_PROBLEM_. Given the material below, output exactly the lines from the line with "set until consumed." to the line with "self.run_key_down = false;", both ends included, and no other lines.

_RECORDS SHOWN_.
<<<<
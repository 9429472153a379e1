use super::state::{InputAction, InputState};

/// Narrow input contract: axes plus key edges.
///
/// Everything device-specific stays behind this trait. Axes may exceed
/// `[-1, 1]`; [`InputSampler`] clamps them.
pub trait InputSource {
    /// Horizontal axis, positive to the right
    fn axis_horizontal(&self) -> f32;
    /// Vertical axis, positive forward
    fn axis_vertical(&self) -> f32;
    /// True only on the frame `action` went down
    fn key_down(&self, action: InputAction) -> bool;
    /// True only on the frame `action` went up
    fn key_up(&self, action: InputAction) -> bool;
}

impl InputSource for InputState {
    fn axis_horizontal(&self) -> f32 {
        self.digital_axis(InputAction::MoveLeft, InputAction::MoveRight) + self.move_axis.x
    }

    fn axis_vertical(&self) -> f32 {
        self.digital_axis(InputAction::MoveBackward, InputAction::MoveForward) + self.move_axis.y
    }

    fn key_down(&self, action: InputAction) -> bool {
        self.is_just_pressed(action)
    }

    fn key_up(&self, action: InputAction) -> bool {
        self.is_just_released(action)
    }
}

/// One frame of locomotion input
#[derive(Debug, Clone, Copy, Default, PartialEq)]
pub struct InputSample {
    /// Strafe axis in `[-1, 1]`
    pub horizontal: f32,
    /// Forward axis in `[-1, 1]`
    pub vertical: f32,
    /// Jump went down this frame
    pub jump_edge: bool,
    /// Run went down this frame
    pub run_key_down: bool,
    /// Run went up this frame
    pub run_key_up: bool,
}

impl InputSample {
    /// Whether the axes request any movement
    pub fn has_movement(&self) -> bool {
        self.horizontal != 0.0 || self.vertical != 0.0
    }

    /// Fold a newer frame into this one.
    ///
    /// Axes take the newest values and the jump edge stays set until consumed.
    /// Run edges from a newer frame replace older ones, so a release followed
    /// by a press ends up running.
    pub fn merge(&mut self, newer: InputSample) {
        self.horizontal = newer.horizontal;
        self.vertical = newer.vertical;
        self.jump_edge |= newer.jump_edge;
        if newer.run_key_down || newer.run_key_up {
            self.run_key_down = newer.run_key_down;
            self.run_key_up = newer.run_key_up;
        }
    }

    /// Drop the edges, keeping the axes
    pub fn clear_edges(&mut self) {
        self.jump_edge = false;
        self.run_key_down = false;
        self.run_key_up = false;
    }
}

/// Reads an [`InputSource`] once per frame
#[derive(Debug, Clone, Copy, Default)]
pub struct InputSampler;

impl InputSampler {
    pub fn new() -> Self {
        Self
    }

    /// Capture the current axes and edges
    pub fn sample(&self, source: &impl InputSource) -> InputSample {
        InputSample {
            horizontal: source.axis_horizontal().clamp(-1.0, 1.0),
            vertical: source.axis_vertical().clamp(-1.0, 1.0),
            jump_edge: source.key_down(InputAction::Jump),
            run_key_down: source.key_down(InputAction::Run),
            run_key_up: source.key_up(InputAction::Run),
        }
    }
}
>>>>
_SOLUTION TO THIS EXERCISE_.
    /// Axes take the newest values and the jump edge stays set until consumed.
    /// Run edges from a newer frame replace older ones, so a release followed
    /// by a press ends up running.
    pub fn merge(&mut self, newer: InputSample) {
        self.horizontal = newer.horizontal;
        self.vertical = newer.vertical;
        self.jump_edge |= newer.jump_edge;
        if newer.run_key_down || newer.run_key_up {
            self.run_key_down = newer.run_key_down;
            self.run_key_up = newer.run_key_up;
        }
    }

    /// Drop the edges, keeping the axes
    pub fn clear_edges(&mut self) {
        self.jump_edge = false;
        self.run_key_down = false;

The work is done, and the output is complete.